Step forward into the spotlight of stupidity then Oliver Letwin, occasional Cabinet Office Minister and full time Tory caricature. This week his contribution to the debate on airport expansion was to signal his opposition on the grounds that building more airports would only encourage the poor to move around; or as he put it ‘we don’t want more families from Sheffield flying off on cheap holidays.’
It was the sort of remark that, like Peter Mandelson’s about New Labour being intensely relaxed about some people becoming ‘filthy rich’, will come back to haunt his party over and over again; not least because a throwaway remark seems to contain some damning truths about his party’s values.
Add to this the research by the University of California published this week claiming that social mobility in Britain is now slower than it was during the middle ages and the mess Nick Clegg got into in his attempts to address ingrained privilege and said truths start o thunder towards you over the horizon like the Star Wars credits.
Professor Gregory Clarke of the University of California told politics.co.uk on Monday ‘the huge social resources spent on publicly provided education and health have seemingly created no gains in the rate of social mobility’; and that ‘The modern meritocracy is no better at achieving social mobility than the medieval oligarchy. Instead the rate seems to be a constant of social physics beyond the control of social engineering.’
It is possible to disagree with both points, for much of the past couple of hundred years improving public health and access to education has led to a corresponding improvement in the lives of all Britons regardless of class. Diseases of the sort that stalked the fetid streets of pre Victorian cities didn’t differentiate on class lines who they infected, so improving sanitation benefited rich and poor alike; compulsory education made the industrial advances of the nineteenth century and the prosperity they brought possible, the tragedy lay then in the inequality with which the wealth was distributed.
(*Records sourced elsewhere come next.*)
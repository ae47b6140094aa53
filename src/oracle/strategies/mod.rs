//! Ticket-generation strategies.
//!
//! Every strategy implements [`TicketStrategy`] and sees history only through a
//! [`HistoryView`]. Primary-number statistics cover the full history, while
//! secondary-number statistics only cover draws of the era currently in force,
//! because older eras used a different secondary domain.
//!
//! The [`StrategyRegistry`] is built once at startup.

pub mod balanced;
pub mod cooccurrence;
pub mod frequency;
pub mod overdue;
pub mod random;

pub use balanced::BalancedStrategy;
pub use cooccurrence::CooccurrenceStrategy;
pub use frequency::FrequencyStrategy;
pub use overdue::OverdueStrategy;
pub use random::{random_ticket, RandomStrategy};

use rand::rngs::StdRng;
use rand::Rng;

use crate::oracle::types::CooccurrencePair;
use crate::types::{DrawRecord, NumberDomain, PRIMARY_COUNT};

/// A ticket as proposed by a strategy, before validation.
#[derive(Debug, Clone, PartialEq, Eq)]
pub struct TicketCandidate {
    pub primaries: Vec<u8>,
    pub secondary: u8,
}

/// Read-only view of history handed to strategies.
pub struct HistoryView<'a> {
    draws: &'a [DrawRecord],
    domain: &'a NumberDomain,
    pairs: &'a [CooccurrencePair],
}

impl<'a> HistoryView<'a> {
    /// `draws` must be ordered by date, oldest first.
    pub fn new(draws: &'a [DrawRecord], domain: &'a NumberDomain, pairs: &'a [CooccurrencePair]) -> Self {
        Self { draws, domain, pairs }
    }

    pub fn domain(&self) -> &NumberDomain {
        self.domain
    }

    pub fn draw_count(&self) -> usize {
        self.draws.len()
    }

    pub fn primary_max(&self) -> u8 {
        self.domain.primary_max()
    }

    pub fn secondary_max(&self) -> u8 {
        self.domain.current_era().secondary_max
    }

    /// Occurrences of each primary number over the full history, indexed by number.
    pub fn primary_frequencies(&self) -> Vec<u32> {
        let mut counts = vec![0u32; self.primary_max() as usize + 1];
        for draw in self.draws {
            for &n in &draw.primaries {
                if let Some(slot) = counts.get_mut(n as usize) {
                    *slot += 1;
                }
            }
        }
        counts
    }

    /// Draws since each primary number last appeared, indexed by number.
    /// Numbers never drawn get the full history length.
    pub fn primary_gaps(&self) -> Vec<usize> {
        let total = self.draws.len();
        let mut gaps = vec![total; self.primary_max() as usize + 1];
        for (i, draw) in self.draws.iter().enumerate() {
            for &n in &draw.primaries {
                if let Some(slot) = gaps.get_mut(n as usize) {
                    *slot = total - 1 - i;
                }
            }
        }
        gaps
    }

    /// Occurrences of each secondary number, current era only, indexed by number.
    pub fn secondary_frequencies(&self) -> Vec<u32> {
        let current = &self.domain.current_era().tag;
        let mut counts = vec![0u32; self.secondary_max() as usize + 1];
        for draw in self.draws.iter().filter(|d| &d.era == current) {
            if let Some(slot) = counts.get_mut(draw.secondary as usize) {
                *slot += 1;
            }
        }
        counts
    }

    /// Significant pairs that occur more often than expected, strongest first.
    pub fn favoured_pairs(&self) -> Vec<&'a CooccurrencePair> {
        let mut pairs: Vec<&CooccurrencePair> = self
            .pairs
            .iter()
            .filter(|p| p.significant && p.deviation_percent > 0.0)
            .collect();
        pairs.sort_by(|x, y| y.deviation_percent.total_cmp(&x.deviation_percent));
        pairs
    }
}

/// Shared generation capability.
pub trait TicketStrategy: Send + Sync {
    /// Unique identifier, stored with every ticket and performance row.
    fn name(&self) -> &'static str;

    /// Propose `count` tickets.
    fn generate(&self, history: &HistoryView<'_>, count: usize, rng: &mut StdRng) -> Vec<TicketCandidate>;
}

/// Registry of ticket strategies.
#[derive(Default)]
pub struct StrategyRegistry {
    strategies: Vec<Box<dyn TicketStrategy>>,
}

impl StrategyRegistry {
    pub fn new() -> Self {
        Self::default()
    }

    /// The built-in strategy set.
    pub fn standard() -> Self {
        let mut registry = Self::new();
        registry.register(Box::new(FrequencyStrategy));
        registry.register(Box::new(OverdueStrategy));
        registry.register(Box::new(CooccurrenceStrategy));
        registry.register(Box::new(BalancedStrategy::default()));
        registry.register(Box::new(RandomStrategy));
        registry
    }

    /// Register a strategy. A later registration with the same name replaces
    /// the earlier one.
    pub fn register(&mut self, strategy: Box<dyn TicketStrategy>) {
        self.strategies.retain(|s| s.name() != strategy.name());
        self.strategies.push(strategy);
    }

    pub fn strategies(&self) -> &[Box<dyn TicketStrategy>] {
        &self.strategies
    }

    pub fn get(&self, name: &str) -> Option<&dyn TicketStrategy> {
        self.strategies.iter().find(|s| s.name() == name).map(|s| s.as_ref())
    }

    pub fn names(&self) -> Vec<&'static str> {
        self.strategies.iter().map(|s| s.name()).collect()
    }

    pub fn len(&self) -> usize {
        self.strategies.len()
    }

    pub fn is_empty(&self) -> bool {
        self.strategies.is_empty()
    }
}

/// Pick one index in `1..weights.len()` with probability proportional to its
/// weight. Index 0 is unused. All-zero weights fall back to uniform.
pub(crate) fn weighted_pick(weights: &[f64], rng: &mut StdRng) -> u8 {
    let upper = weights.len().saturating_sub(1).max(1);
    let total: f64 = weights.iter().skip(1).filter(|w| w.is_finite() && **w > 0.0).sum();
    if !(total > 0.0) {
        return rng.gen_range(1..=upper) as u8;
    }
    let mut target = rng.gen::<f64>() * total;
    for (i, &w) in weights.iter().enumerate().skip(1) {
        if !(w.is_finite() && w > 0.0) {
            continue;
        }
        if target < w {
            return i as u8;
        }
        target -= w;
    }
    // Rounding left us past the end: take the last positive weight.
    weights
        .iter()
        .rposition(|w| w.is_finite() && *w > 0.0)
        .unwrap_or(upper) as u8
}

/// Draw `k` distinct indices without replacement, weighted as in [`weighted_pick`].
pub(crate) fn weighted_distinct(weights: &[f64], k: usize, rng: &mut StdRng) -> Vec<u8> {
    let mut remaining = weights.to_vec();
    if let Some(first) = remaining.first_mut() {
        *first = 0.0;
    }
    let mut picked = Vec::with_capacity(k);
    while picked.len() < k {
        let available: Vec<u8> = (1..remaining.len())
            .filter(|i| !picked.contains(&(*i as u8)))
            .map(|i| i as u8)
            .collect();
        if available.is_empty() {
            break;
        }
        let has_weight = available.iter().any(|&i| remaining[i as usize] > 0.0);
        let choice = if has_weight {
            weighted_pick(&remaining, rng)
        } else {
            available[rng.gen_range(0..available.len())]
        };
        remaining[choice as usize] = 0.0;
        picked.push(choice);
    }
    picked
}

/// Counts shifted by one so unseen numbers keep a small chance.
pub(crate) fn smoothed<T: Copy + Into<f64>>(counts: &[T]) -> Vec<f64> {
    counts.iter().map(|&c| c.into() + 1.0).collect()
}

/// Fill `primaries` up to a full ticket using `weights`.
pub(crate) fn complete_primaries(primaries: &mut Vec<u8>, weights: &[f64], rng: &mut StdRng) {
    let mut weights = weights.to_vec();
    for &n in primaries.iter() {
        if let Some(w) = weights.get_mut(n as usize) {
            *w = 0.0;
        }
    }
    let missing = PRIMARY_COUNT.saturating_sub(primaries.len());
    primaries.extend(weighted_distinct(&weights, missing, rng));
}

#[cfg(test)]
pub(crate) mod test_support {
    use super::*;
    use crate::config::OracleConfig;
    use chrono::{Duration, NaiveDate};

    pub fn domain() -> NumberDomain {
        OracleConfig::default().number_domain().unwrap()
    }

    /// Draws on consecutive days, starting in the older era.
    pub fn history(domain: &NumberDomain, count: usize) -> Vec<DrawRecord> {
        let start = NaiveDate::from_ymd_opt(2015, 9, 1).unwrap();
        (0..count)
            .map(|i| {
                let date = start + Duration::days(i as i64 * 3);
                let secondary_max = domain.era_for(date).secondary_max as usize;
                let base = (i * 7) % 60 + 1;
                let primaries = [base as u8, base as u8 + 2, base as u8 + 4, base as u8 + 6, 69];
                DrawRecord::new(date, &primaries, ((i * 5) % secondary_max + 1) as u8, domain).unwrap()
            })
            .collect()
    }

    pub fn assert_valid(candidate: &TicketCandidate, domain: &NumberDomain) {
        let primaries = domain.normalize_primaries(&candidate.primaries).unwrap();
        assert_eq!(primaries.len(), PRIMARY_COUNT);
        domain.check_secondary(candidate.secondary, domain.current_era()).unwrap();
    }
}

#[cfg(test)]
mod tests {
    use super::test_support::*;
    use super::*;
    use rand::SeedableRng;

    #[test]
    fn test_standard_registry() {
        let registry = StrategyRegistry::standard();
        assert_eq!(registry.len(), 5);
        assert_eq!(
            registry.names(),
            vec!["frequency", "overdue", "cooccurrence", "balanced", "random"]
        );
        assert!(registry.get("overdue").is_some());
        assert!(registry.get("astrology").is_none());
    }

    #[test]
    fn test_register_replaces_same_name() {
        let mut registry = StrategyRegistry::new();
        assert!(registry.is_empty());
        registry.register(Box::new(RandomStrategy));
        registry.register(Box::new(RandomStrategy));
        assert_eq!(registry.len(), 1);
    }

    #[test]
    fn test_secondary_frequencies_use_current_era_only() {
        let domain = domain();
        let draws = history(&domain, 40);
        let view = HistoryView::new(&draws, &domain, &[]);

        let current = draws.iter().filter(|d| d.is_current_era).count() as u32;
        let secondary = view.secondary_frequencies();
        assert_eq!(secondary.len(), 27);
        assert_eq!(secondary.iter().sum::<u32>(), current);
        assert!(current < draws.len() as u32);

        // Primaries count the whole history.
        let primary = view.primary_frequencies();
        assert_eq!(primary[69], 40);
        assert_eq!(primary.iter().sum::<u32>(), 200);
    }

    #[test]
    fn test_gaps() {
        let domain = domain();
        let draws = history(&domain, 10);
        let view = HistoryView::new(&draws, &domain, &[]);
        let gaps = view.primary_gaps();
        assert_eq!(gaps[69], 0);
        // 68 is never drawn by the synthetic history
        assert_eq!(gaps[68], 10);
    }

    #[test]
    fn test_weighted_distinct_respects_zero_weights() {
        let mut rng = StdRng::seed_from_u64(7);
        let mut weights = vec![0.0; 11];
        for w in weights.iter_mut().skip(6) {
            *w = 1.0;
        }
        for _ in 0..50 {
            let picked = weighted_distinct(&weights, 5, &mut rng);
            let mut sorted = picked.clone();
            sorted.sort_unstable();
            assert_eq!(sorted, vec![6, 7, 8, 9, 10]);
        }
        // Asking for more than the positive weights cover falls back to uniform.
        let picked = weighted_distinct(&weights, 7, &mut rng);
        assert_eq!(picked.len(), 7);
    }
}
Where things have gone wrong is in the past half century, old industries that offered working people the chance to rise above their origins have contracted and for all but the lucky few social mobility has hit the buffers with a sickening thud. Fear not though, Deputy Prime Minister Nick Clegg has taken up the fight for equality and announced in the commons the setting up of a ‘child poverty and social mobility commission,’ for good measure he then laid into ‘sharp elbowed’ upper middle class parents who use their influence and contacts to land their children plum internships that provide the experience necessary to embark on high flying careers.
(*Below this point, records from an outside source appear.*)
//! Error types for the draw oracle.
//!
//! Every error that can end a pipeline stage is folded into [`PipelineError`],
//! whose [`Severity`] decides whether the run continues, rejects a single
//! record, or aborts.

use chrono::NaiveDate;
use serde::{Deserialize, Serialize};
use thiserror::Error;

/// How the orchestrator reacts to a stage error.
#[derive(Debug, Clone, Copy, PartialEq, Eq, Serialize, Deserialize)]
#[serde(rename_all = "snake_case")]
pub enum Severity {
    /// Stage is marked failed, the run continues and ends `partial`.
    Transient,
    /// The offending record or ticket is rejected, aggregates stay untouched.
    DataIntegrity,
    /// The run aborts immediately and ends `failed`.
    Fatal,
}

/// Configuration-related errors with structured variants.
#[derive(Error, Debug)]
pub enum ConfigError {
    #[error("missing required field: {field}")]
    MissingField { field: &'static str },

    #[error("invalid value for {field}: {reason}")]
    InvalidValue { field: &'static str, reason: String },

    #[error("provider {provider} requires credential in ${env_var}, which is not set")]
    MissingCredential { provider: String, env_var: String },

    #[error("failed to read config file: {0}")]
    ReadFile(#[source] std::io::Error),

    #[error("failed to parse config: {0}")]
    Parse(#[source] toml::de::Error),
}

/// A draw or ticket that violates the number-domain invariants.
#[derive(Error, Debug, Clone, PartialEq)]
pub enum ValidationError {
    #[error("expected {expected} primary numbers, got {actual}")]
    WrongCount { expected: usize, actual: usize },

    #[error("primary number {value} outside 1..={max}")]
    PrimaryOutOfDomain { value: u8, max: u8 },

    #[error("duplicate primary number {0}")]
    DuplicatePrimary(u8),

    #[error("secondary number {value} outside 1..={max} for era {era}")]
    SecondaryOutOfDomain { value: u8, max: u8, era: String },

    #[error("ticket duplicates another ticket in the batch")]
    DuplicateTicket,

    #[error("draw {date} already stored with different primary numbers")]
    ConflictingDraw { date: NaiveDate },
}

/// Failures reported by ingestion providers.
#[derive(Error, Debug)]
pub enum IngestError {
    #[error("provider {provider} unreachable: {reason}")]
    Unreachable { provider: String, reason: String },

    #[error("HTTP error: {0}")]
    Http(#[from] reqwest::Error),

    #[error("malformed payload from {provider}: {reason}")]
    Malformed { provider: String, reason: String },

    #[error("invalid draw from provider: {0}")]
    Invalid(#[from] ValidationError),

    #[error("record from {provider} rejected while polling: {reason}")]
    Rejected { provider: String, reason: String },

    #[error("all providers failed: {0}")]
    Exhausted(String),
}

/// Persistence failures.
#[derive(Error, Debug)]
pub enum StorageError {
    #[error("database error: {0}")]
    Database(#[from] sqlx::Error),

    #[error("serialization error: {0}")]
    Serialization(#[from] serde_json::Error),

    #[error("another run is already running (id {run_id:?})")]
    RunAlreadyActive { run_id: Option<i64> },

    #[error("corrupt row: {0}")]
    Corrupt(String),
}

/// Top-level error for pipeline operations.
#[derive(Error, Debug)]
pub enum PipelineError {
    #[error(transparent)]
    Config(#[from] ConfigError),

    #[error(transparent)]
    Storage(#[from] StorageError),

    #[error(transparent)]
    Ingest(#[from] IngestError),

    #[error(transparent)]
    Validation(#[from] ValidationError),

    #[error("run {run_id} is already running")]
    AlreadyRunning { run_id: i64 },

    #[error("draw for {expected} not available after {elapsed_seconds:.1}s ({attempts} attempts)")]
    PollTimedOut {
        expected: NaiveDate,
        attempts: u32,
        elapsed_seconds: f64,
    },

    #[error("persistent store is unreadable")]
    StoreUnavailable,

    #[error("no strategies are registered")]
    NoStrategies,
}

impl PipelineError {
    /// Classify this error for the orchestrator.
    pub fn severity(&self) -> Severity {
        match self {
            PipelineError::Config(_)
            | PipelineError::Storage(_)
            | PipelineError::StoreUnavailable
            | PipelineError::NoStrategies
            | PipelineError::AlreadyRunning { .. } => Severity::Fatal,
            PipelineError::Validation(_) | PipelineError::Ingest(IngestError::Invalid(_)) => {
                Severity::DataIntegrity
            }
            PipelineError::Ingest(IngestError::Malformed { .. } | IngestError::Rejected { .. }) => {
                Severity::DataIntegrity
            }
            PipelineError::Ingest(_) | PipelineError::PollTimedOut { .. } => Severity::Transient,
        }
    }
}

pub type Result<T, E = PipelineError> = std::result::Result<T, E>;

#[cfg(test)]
mod tests {
    use super::*;

    #[test]
    fn test_severity_classification() {
        let timeout = PipelineError::PollTimedOut {
            expected: NaiveDate::from_ymd_opt(2024, 1, 1).unwrap(),
            attempts: 3,
            elapsed_seconds: 12.0,
        };
        assert_eq!(timeout.severity(), Severity::Transient);

        let unreachable = PipelineError::Ingest(IngestError::Unreachable {
            provider: "p".into(),
            reason: "refused".into(),
        });
        assert_eq!(unreachable.severity(), Severity::Transient);

        let invalid = PipelineError::Ingest(IngestError::Invalid(ValidationError::DuplicatePrimary(4)));
        assert_eq!(invalid.severity(), Severity::DataIntegrity);

        let rejected = PipelineError::Ingest(IngestError::Rejected {
            provider: "p".into(),
            reason: "duplicate primary number 4".into(),
        });
        assert_eq!(rejected.severity(), Severity::DataIntegrity);

        let config = PipelineError::Config(ConfigError::MissingField { field: "providers" });
        assert_eq!(config.severity(), Severity::Fatal);
        assert_eq!(PipelineError::StoreUnavailable.severity(), Severity::Fatal);
    }

    #[test]
    fn test_error_messages_are_readable() {
        let err = ValidationError::SecondaryOutOfDomain { value: 30, max: 26, era: "pb26".into() };
        assert_eq!(err.to_string(), "secondary number 30 outside 1..=26 for era pb26");
    }
}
In the resulting debate, as reported by the Guardian, Clegg fell foul of Labour’s Harriet Harman who accused him of ‘betraying a generation of young people’ and said that he had ‘lost the right to pontificate on social mobility when he abolished the educational maintenance allowance and trebled tuition fees.’ In coalition Britain, she said social mobility now meant getting ‘a bus to the job centre,’ not exactly a rib tickler even by Ms Harman’s low standards, but enough to make the Deputy PM stagger back to his corner rather unsteadily at the end of the round.
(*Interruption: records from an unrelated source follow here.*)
//! Pipeline orchestrator.
//!
//! A run walks the stages POLL, INGEST, ANALYZE, EVALUATE, REWEIGHT and
//! GENERATE in order. Stage errors are classified by [`Severity`]: transient
//! ones mark the stage failed and the run moves on, data-integrity ones are
//! recorded as rejections, and fatal ones abort the run. The execution record
//! is written back after every transition, and at most one run is `running`
//! at any time.

use chrono::{DateTime, Duration as ChronoDuration, NaiveDate, Utc};
use rand::rngs::StdRng;
use rand::SeedableRng;
use serde_json::{json, Value};
use std::collections::BTreeMap;
use std::future::Future;
use std::sync::Arc;
use tokio::sync::Mutex;
use tokio::task::JoinHandle;
use tokio::time::MissedTickBehavior;
use tracing::{error, info, instrument, warn};

use crate::config::OracleConfig;
use crate::error::{IngestError, PipelineError, Severity, StorageError, ValidationError};
use crate::oracle::analytics::CooccurrenceEngine;
use crate::oracle::data_sources::DrawSource;
use crate::oracle::evaluator::OutcomeEvaluator;
use crate::oracle::poller::{PollOutcome, PollWaker, Poller};
use crate::oracle::schedule::{Clock, DrawSchedule};
use crate::oracle::storage::{DrawInsert, OracleStorage};
use crate::oracle::strategies::{HistoryView, StrategyRegistry};
use crate::oracle::strategy_manager::StrategyManager;
use crate::oracle::types::{
    AckStatus, PipelineExecution, PollingSummary, RunSelector, Stage, TriggerAck,
};
use crate::oracle::weights::AdaptiveWeighting;
use crate::types::{DrawRecord, NumberDomain};

/// Failure reason written on runs found `running` at startup.
pub const RECOVERED_ON_RESTART: &str = "recovered on restart";

/// What a stage reports when it did not fail.
enum StageOutcome {
    Completed(Value),
    Skipped(String),
}

/// State handed from one stage to the next within a run.
#[derive(Default)]
struct RunContext {
    polled: Option<DrawRecord>,
}

/// A triggered run: the immediate acknowledgement and the task executing it.
pub struct RunHandle {
    pub ack: TriggerAck,
    pub completion: JoinHandle<PipelineExecution>,
}

pub struct Orchestrator {
    config: OracleConfig,
    domain: NumberDomain,
    storage: Arc<dyn OracleStorage>,
    source: Arc<dyn DrawSource>,
    clock: Arc<dyn Clock>,
    schedule: DrawSchedule,
    poller: Poller,
    analytics: CooccurrenceEngine,
    weighting: AdaptiveWeighting,
    evaluator: OutcomeEvaluator,
    registry: Arc<StrategyRegistry>,
    manager: StrategyManager,
    start_lock: Mutex<()>,
}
He managed though, as is often the way with poor old Cleggy these days, to provide the knock out punch himself. It seems that the brave opponent of sharp elbows and undeserved privilege got his own start in life thanks to family patronage; oops! Cue much embarrassment and a flurry of mocking headlines in the tabloids, open mouth, insert foot; business as usual.
When the tears of laughter dried though the problems of social mobility not just stopping but being thrown into reverse were still there and the politicians don’t know what to do about it. Before the party managers hustled him off out of sight like an embarrassing uncle at a family gathering Oliver Letwin gave a hint that the Tories don’t really care about social mobility, even though they nod and make approving noises when earnest Iain Duncan Smith (another embarrassing uncle?) mentions it and why would they, their reason for existing is to protect privilege.
Labour should care though and in their way I suppose they do, but they certainly don’t understand the frustrations of being forever at the back of the queue. These days there are precious few horny handed sons and daughters of toil on the Labour benches and internal party prejudices prevent local parties from communicating with the gilded elite in their Hampstead ivory towers.
Britain is a democracy and privilege can’t be abolished by force and even if it could few would want that to happen. What people want is a level playing field, they want to see an economy based on manufacturing industries that provide talented working class boys and girls with the chance to get ahead if they want to or to earn a decent living if they don’t; they want to see local government given real power to bring about change based on what communities want not what big government backed by bigger business thinks they should have and they want to see fewer people like Oliver Letwin and more like Alan Johnson in parliament.
If they’re serious about reversing the decline in social mobility David Cameron, Nick Clegg, Ed Milliband and the rest of our ‘political class’ know what needs to be done; but do they have the guts to do it? I won’t hold my breath.